Quakers, Racism, and the Blessed Community

Vanessa Julye, co-author of Fit For Freedom, Not For Friendship: Quakers, African Americans, and the Myth of Racial Justice discusses overcoming racism in the Religious Society of Friends.

Jon Watts

Jon Watts launched and directed the QuakerSpeak project for its first 6 seasons. Keep up to date with Jon’s work at his website.

9 thoughts on “Quakers, Racism, and the Blessed Community

  1. Friend Niyonu Spann presents a very good view for white men. We currently seem to have another point of Latino considered in many views on racism across the country. The Latino can be Black, Native American, Asian, or White. Their difference is actually lingual, but not the Latin language. They have a cultural base with a heavy Spanish (or Portuguese) language and Catholic influence from areas of South America, Central America, Mexico, and the Caribbean Islands. Unfortunately, the ‘American White (and Black) Supremacy’ base in the United States, wishes to alienate these individuals, because of their differences, instead of accepting the reach across racial lines they have achieved, (not in all areas).
    Even some of my relatives have expressed a dislike for Latinos, because of what their friends have expressed to them. After attending a graduate school in Lima, Peru, visiting Universidas de Puerto Rico, and working with concrete crews of Latinos in Virginia, I know they are like the rest of the world, real people: good, bad, and indifferent. I wish my step-son could see that. What he sees is the drug-addict criminal, who fathered his cousin’s daughter and son, plus attacked her. In this situation, his grandmother overcame her dislike for the idea of biracial grandchildren and actually takes care of her biracial great-grandchildren with a Latino father.
    We have now reached a point of Global Consciousness. People around our planet can contact each other and work toward saving Earth. Corporate control, greed, and war may be huge problems to overcome in doing that.

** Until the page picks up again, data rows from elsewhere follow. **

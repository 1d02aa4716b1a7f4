pub mod alternatives;
pub mod commands;
pub mod core;
pub mod format;
mod help;
pub mod io;
pub mod output;
mod shell;
pub mod shell_context;
pub mod system_clock;

pub use shell::run_cli;
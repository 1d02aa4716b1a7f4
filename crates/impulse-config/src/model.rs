use serde::{Deserialize, Serialize};
use std::path::PathBuf;

use crate::ConfigError;

/// Environment variable that overrides the data directory.
pub const DATA_DIR_ENV: &str = "IMPULSE_STOPPER_HOME";

const APP_DIR_NAME: &str = "impulse_stopper";

/// Stores user-configurable CLI preferences.
#[derive(Debug, Clone, PartialEq, Eq, Serialize, Deserialize)]
pub struct Config {
    #[serde(default = "Config::default_currency_symbol")]
    pub currency_symbol: String,
    #[serde(default = "Config::default_ui_color_enabled")]
    pub ui_color_enabled: bool,
    #[serde(default)]
    pub plain_output: bool,

    #[serde(default, skip_serializing_if = "Option::is_none")]
    /// Optional custom directory for the expense store. Defaults to the
    /// platform data directory.
    pub data_dir: Option<PathBuf>,
}

impl Default for Config {
    fn default() -> Self {
        Self {
            currency_symbol: Self::default_currency_symbol(),
            ui_color_enabled: Self::default_ui_color_enabled(),
            plain_output: false,
            data_dir: None,
        }
    }
}

impl Config {
    pub fn default_currency_symbol() -> String {
        "¥".into()
    }

    pub fn default_ui_color_enabled() -> bool {
        true
    }

    /// Application base directory: `$IMPULSE_STOPPER_HOME`, else the
    /// platform data directory, else the working directory.
    pub fn base_dir() -> PathBuf {
        if let Some(path) = std::env::var_os(DATA_DIR_ENV) {
            return PathBuf::from(path);
        }
        dirs::data_dir()
            .or_else(dirs::home_dir)
            .unwrap_or_else(|| PathBuf::from("."))
            .join(APP_DIR_NAME)
    }

    /// Directory holding the expense, timer and settings files.
    pub fn resolve_data_dir(&self) -> PathBuf {
        if let Some(path) = &self.data_dir {
            return path.clone();
        }
        Self::base_dir().join("data")
    }

    /// Updates one preference from its textual form.
    ///
    /// `currency` takes any non-empty symbol; `color` and `plain` take
    /// on/off, true/false or yes/no.
    pub fn apply(&mut self, key: &str, value: &str) -> Result<(), ConfigError> {
        match key.trim().to_ascii_lowercase().as_str() {
            "currency" => {
                let symbol = value.trim();
                if symbol.is_empty() {
                    return Err(ConfigError::InvalidValue {
                        key: "currency",
                        value: value.into(),
                    });
                }
                self.currency_symbol = symbol.into();
            }
            "color" | "colour" => self.ui_color_enabled = parse_switch("color", value)?,
            "plain" => self.plain_output = parse_switch("plain", value)?,
            other => return Err(ConfigError::UnknownKey(other.into())),
        }
        Ok(())
    }

    /// Formats `amount` with the configured symbol and thousands separators.
    pub fn format_amount(&self, amount: i64) -> String {
        let digits = amount.unsigned_abs().to_string();
        let mut grouped = String::with_capacity(digits.len() + digits.len() / 3);
        for (index, ch) in digits.chars().enumerate() {
            if index > 0 && (digits.len() - index) % 3 == 0 {
                grouped.push(',');
            }
            grouped.push(ch);
        }
        let sign = if amount < 0 { "-" } else { "" };
        format!("{}{}{}", sign, self.currency_symbol, grouped)
    }
}

fn parse_switch(key: &'static str, value: &str) -> Result<bool, ConfigError> {
    match value.trim().to_ascii_lowercase().as_str() {
        "on" | "true" | "yes" | "1" => Ok(true),
        "off" | "false" | "no" | "0" => Ok(false),
        _ => Err(ConfigError::InvalidValue {
            key,
            value: value.into(),
        }),
    }
}
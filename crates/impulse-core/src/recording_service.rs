//! Threshold-gated routing of new purchases.

use std::sync::Arc;

use tracing::{debug, info};

use impulse_domain::{CooldownTimer, Expense, PurchaseDraft};

use crate::{
    repository::{ExpenseRepository, SettingsRepository},
    time::Clock,
    CoreError,
};

/// Result of submitting a purchase.
#[derive(Debug, Clone, PartialEq, Eq)]
pub enum RecordingOutcome {
    /// Below the impulse threshold; the expense is already persisted.
    Immediate(Expense),
    /// At or above the threshold; the timer still has to be started.
    Deferred(CooldownTimer),
}

impl RecordingOutcome {
    pub fn is_deferred(&self) -> bool {
        matches!(self, RecordingOutcome::Deferred(_))
    }
}

#[derive(Clone)]
pub struct RecordingService {
    expenses: ExpenseRepository,
    settings: SettingsRepository,
    clock: Arc<dyn Clock>,
}

impl RecordingService {
    pub fn new(
        expenses: ExpenseRepository,
        settings: SettingsRepository,
        clock: Arc<dyn Clock>,
    ) -> Self {
        Self {
            expenses,
            settings,
            clock,
        }
    }

    /// Validates `draft`, then either records it or builds a cooldown timer
    /// for it. Invalid drafts are rejected before anything is persisted.
    pub fn submit(&self, draft: &PurchaseDraft) -> Result<RecordingOutcome, CoreError> {
        let candidate = draft.validate()?;
        let settings = self.settings.load();
        let now = self.clock.now();

        if settings.defers(candidate.amount) {
            let timer = CooldownTimer::new(&candidate, settings.timer_duration, now);
            debug!(
                amount = candidate.amount,
                threshold = settings.impulse_threshold,
                timer = %timer.id,
                "purchase deferred into cooldown"
            );
            return Ok(RecordingOutcome::Deferred(timer));
        }

        let expense = Expense::record(&candidate, now);
        self.expenses.append(expense.clone())?;
        info!(
            expense = %expense.id,
            amount = expense.amount,
            category = expense.category.key(),
            "expense recorded"
        );
        Ok(RecordingOutcome::Immediate(expense))
    }
}
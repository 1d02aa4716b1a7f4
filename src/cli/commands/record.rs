use std::str::FromStr;

use impulse_core::RecordingOutcome;
use impulse_domain::{Category, Fatigue, Mood, PurchaseDraft, AMOUNT_BOUNDS};

use crate::cli::alternatives;
use crate::cli::commands::{parse_number, CommandDefinition};
use crate::cli::core::{CommandError, CommandResult, ShellContext};
use crate::cli::format;
use crate::cli::io;

const USAGE: &str = "record <amount> <mood 1-5> <fatigue 1-3> <category>";

pub(crate) fn definitions() -> Vec<CommandDefinition> {
    vec![CommandDefinition::new(
        "record",
        "Record a purchase together with how you feel",
        USAGE,
        cmd_record,
    )
    .with_arguments(vec![
        Vec::new(),
        vec!["1", "2", "3", "4", "5"],
        vec!["1", "2", "3"],
        Category::ALL.iter().map(|category| category.key()).collect(),
    ])]
}

fn cmd_record(context: &mut ShellContext, args: &[&str]) -> CommandResult {
    let draft = match args.len() {
        4 => draft_from_args(args)?,
        0 if context.is_interactive() => prompt_draft(context)?,
        _ => {
            return Err(CommandError::InvalidArguments(format!(
                "Expected amount, mood, fatigue and category. Categories: {}.",
                category_list()
            )))
        }
    };

    match context.tracker.record(&draft)? {
        RecordingOutcome::Immediate(expense) => {
            io::print_success(format!(
                "Recorded {} for {}.",
                context.amount(expense.amount),
                expense.category
            ));
            let budget = context.tracker.stats().budget_status();
            io::print_info(format!(
                "Spent this month: {} of {}.",
                context.amount(budget.spent),
                context.amount(budget.monthly_budget)
            ));
            if budget.is_over_budget() {
                io::print_warning("This month's budget is exceeded.");
            }
        }
        RecordingOutcome::Deferred(timer) => {
            io::print_warning(format!(
                "{} is at or above your impulse threshold of {}.",
                context.amount(timer.amount),
                context.amount(context.tracker.settings().impulse_threshold)
            ));
            io::print_info(format!(
                "Cooldown started. Decide after {} ({} from now).",
                format::local_time(timer.end_time),
                format::remaining(timer.window())
            ));
            io::print_info("Meanwhile you could:");
            for alternative in alternatives::for_state(timer.mood, timer.fatigue) {
                io::print_info(format!(
                    "  - {}: {}",
                    alternative.title, alternative.description
                ));
            }
        }
    }
    Ok(())
}

fn draft_from_args(args: &[&str]) -> Result<PurchaseDraft, CommandError> {
    Ok(PurchaseDraft {
        amount: parse_number(args[0], "amount")?,
        mood: parse_number(args[1], "mood")?,
        fatigue: parse_number(args[2], "fatigue")?,
        category: Some(Category::from_str(args[3])?),
    })
}

fn prompt_draft(context: &ShellContext) -> Result<PurchaseDraft, CommandError> {
    let min = context.amount(AMOUNT_BOUNDS.min);
    let max = context.amount(AMOUNT_BOUNDS.max);
    let amount = io::prompt_number(&context.theme, "Amount", None, move |value| {
        if AMOUNT_BOUNDS.contains(value) {
            Ok(())
        } else {
            Err(format!("Enter an amount between {} and {}.", min, max))
        }
    })?;

    let moods: Vec<String> = (Mood::MIN..=Mood::MAX)
        .filter_map(|value| Mood::new(value).ok())
        .map(format::mood)
        .collect();
    let mood = io::select_index(&context.theme, "How do you feel?", &moods, 2)?;

    let fatigues: Vec<String> = (Fatigue::MIN..=Fatigue::MAX)
        .filter_map(|value| Fatigue::new(value).ok())
        .map(format::fatigue)
        .collect();
    let fatigue = io::select_index(&context.theme, "How tired are you?", &fatigues, 1)?;

    let category = io::select_index(&context.theme, "Category", &Category::ALL, 0)?;

    Ok(PurchaseDraft {
        amount,
        mood: Mood::MIN + mood as u8,
        fatigue: Fatigue::MIN + fatigue as u8,
        category: Category::ALL.get(category).copied(),
    })
}

fn category_list() -> String {
    Category::ALL
        .iter()
        .map(|category| category.key())
        .collect::<Vec<_>>()
        .join(", ")
}

#[cfg(test)]
mod tests {
    use impulse_domain::ValueError;

    use super::*;

    #[test]
    fn arguments_become_a_draft() {
        let draft = draft_from_args(&["8,000", "2", "3", "Shopping"]).unwrap();
        assert_eq!(
            draft,
            PurchaseDraft {
                amount: 8_000,
                mood: 2,
                fatigue: 3,
                category: Some(Category::Shopping),
            }
        );
    }

    #[test]
    fn unknown_category_is_rejected() {
        let err = draft_from_args(&["800", "2", "3", "cars"]).unwrap_err();
        assert!(matches!(err, CommandError::InvalidArguments(_)));
        assert_eq!(
            err.to_string(),
            ValueError::UnknownCategory("cars".into()).to_string()
        );
    }
}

  2. The Religious Society of Friends is a community of Faith. We are a community of believers. We are also members of the wider community and of the human family. The social constructs of “the world” have an unavoidable impact on our faith community. When those realities begin to drive the motivations and actions of our meetings we begin to have problems. I don’t question any of the statements made by Friend Vanessa and offer this as an additional thought. The solution and the healing for the wounds we cause and receive is found in Divine Love. In “the world” I and everyone else has much to do to live into the Light of justice and equality. Within our communities of Faith, our meetings, I begin with the assumption of absolute Love, Compassion and Forgiveness. Nothing else matters and nothing else is relevant. Trust to this and healing for any inequity or wound is instantaneous and permanent.

  3. I am tremendously grateful to Friends Journal for all the articles in the October, 2014 issue on race, although it was hard to read at times. My prayer is that those of us of Anglo/European descent can hear the stories and not resort to backlash or denial.This is such a difficult issue for us and we have a long way to go to really reach the blessed community that I think we yearn for. It is a service to us all to engage in the difficult conversations. Blessings, Laura

  4. Thank you Vanessa for addressing this problem with the wider Quaker community. I fully understand the need and intent of your message here. I would heed caution, however, in using the phrase “white supremacy” as the connotation is one linked to the most terrible of hate groups. You defined your use of the phrase as “white dominance.” At risk of putting off those you which to reach in our community, perhaps the use of “white dominance” alone would be the better word choice.

  5. Yes, Thank you Vanessa, for your bringing attention to the Quaker community, a much under acknowledged concern in our mostly European based population of Quaker Friends. I grew up in Oakland, California in a diverse community with ethnic differences and grew to love the diversity and cultural enrichment of my life in the Bay Area as a white woman. My experience with Friends taught me over many years at Berkeley Friends Meeting, while experiencing as a whole Friend’s commitment to practicing faith and theoretically having tolerance and acceptance toward African American, Latin, Asian, and other culturally identified groups, and individuals, I felt an under-current of denial and an attitude of protected class privilege in the expression and thinking of Friends around their Quaker status.

  6. Thank you, Vanessa Juyle, for your delicate explanation of how it is.

    Babies born white in America are taught to swim in white supremacist waters; Racism is a system of power our country was founded on. It’s invisible to most white people, including the Friends I love, because we look through white eyes with white experiences.

    Robin DiAngelo’s concept of the “Good/Bad Binary” blinds us to face white supremacy conditioning because we define racism as bad. And disavow our role in systemic racism because we’re good people. Right? When it’s a system of privilege, an implicit identity, every class born with white skin benefits from.

    I was lucky enough to be born with white skin, trying to become an anti-racist, knowing I will struggle against white supremacy conditioning until the day I die.